Последнюю фразу ему пришлось прокричать Филипу вслед, ведь Хепберн, которому очень хотелось угодить своей тетушке и который сам не любил пьянства, уже дошел до двери; по пути домой он, по правде говоря, гораздо больше думал о том, что означало рукопожатие Сильвии, чем о прощальных словах дядюшки и тетушки.

Глава V. История вербовки

С вечера, описанного в предыдущей главе, погода несколько дней была пасмурной. Дождь представлял собой не череду быстрых, внезапных ливней, а непрекращающуюся морось, размывавшую цвета окружающего ландшафта и наполнявшую воздух тонким туманом, из-за которого люди вдыхали больше воды, чем воздуха. В такие моменты осознание близости бескрайнего, но невидимого моря погружает человека в жуткое уныние – не говоря уже о чисто физическом воздействии на людей, чувствительных к погоде или просто нездоровых.

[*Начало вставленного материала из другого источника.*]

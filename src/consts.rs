pub const INVALID_MESSAGE_REPLY: &str = "Please enter a valid message.";
pub const MISSING_API_KEY_REPLY: &str = "Configuration error: API key is missing.";
pub const PROVIDER_ERROR_REPLY: &str = "Sorry, there was an error processing your request.";

pub const DEFAULT_KEYWORD_REDIRECT_REPLY: &str =
    "It looks like you need help. Please check our FAQ section or contact support.";
pub const DEFAULT_REDIRECT_KEYWORDS: [&str; 2] = ["help", "faq"];

pub const DEFAULT_MODEL_NAME: &str = "gpt-4o-mini";
pub const DEFAULT_API_URL: &str = "https://api.openai.com/v1";
pub const DEFAULT_API_KEY_ENV: &str = "OPENAI_API_KEY";
pub const DEFAULT_CONFIG_FILE: &str = "./config.json";
pub const CONFIG_FILE_ENV: &str = "FR_CONFIG_FILE";

pub(crate) const CHAT_COMPLETIONS_PATH: &str = "/chat/completions";

pub const CONNECT_TIMEOUT_SECS: u64 = 30;
pub const REQUEST_TIMEOUT_SECS: u64 = 60;
pub const SERVER_ADDRESS: &str = "0.0.0.0";
pub const SERVER_PORT: u16 = 8000;

pub const API_KEY_LOADED_STATUS: &str = "API key loaded successfully.";
pub const API_KEY_MISSING_STATUS: &str = "API key not found.";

Вновь напомнивший о себе ревматизм заставил Дэниела Робсона сидеть дома, что для человека вроде него, активного физически и не слишком активного умственно, стало тяжким испытанием. От природы характер Робсона не был скверным, однако затворничество сделало его хуже, чем когда бы то ни было прежде. Дэниел сидел в углу у очага, на чем свет стоит ругая погоду и высказывая сомнения в разумности и необходимости повседневных дел, которые его жена считала необходимыми. Очаг на ферме Хэйтерсбэнк действительно располагался в углу. От основной части комнаты его с обеих сторон отгораживали стенки длиной в шесть футов; у одной из них стояла крепкая деревянная скамья, а у другой «хозяйское кресло» – выдолбленный квадратный кусок дерева с круглой спинкой. В нем Дэниел Робсон и просидел четыре долгих дня, наблюдая за тем, что творилось над огнем, и давая советы и указания жене по любому поводу, включая варку картофеля, приготовление каши и прочие подобные вопросы, в которых она бы ни за что не приняла рекомендаций даже от самой искусной хозяйки в округе. Однако Белл каким-то образом удавалось сдерживаться, и она не говорила мужу, чтобы он не лез не в свое дело, если не хочет, чтобы его огрели тряпкой, хотя она непременно сказала бы это любой женщине и любому другому мужчине. Она даже одернула Сильвию, когда та шутки ради предложила последовать нелепым указаниям отца, а затем предъявить ему результат.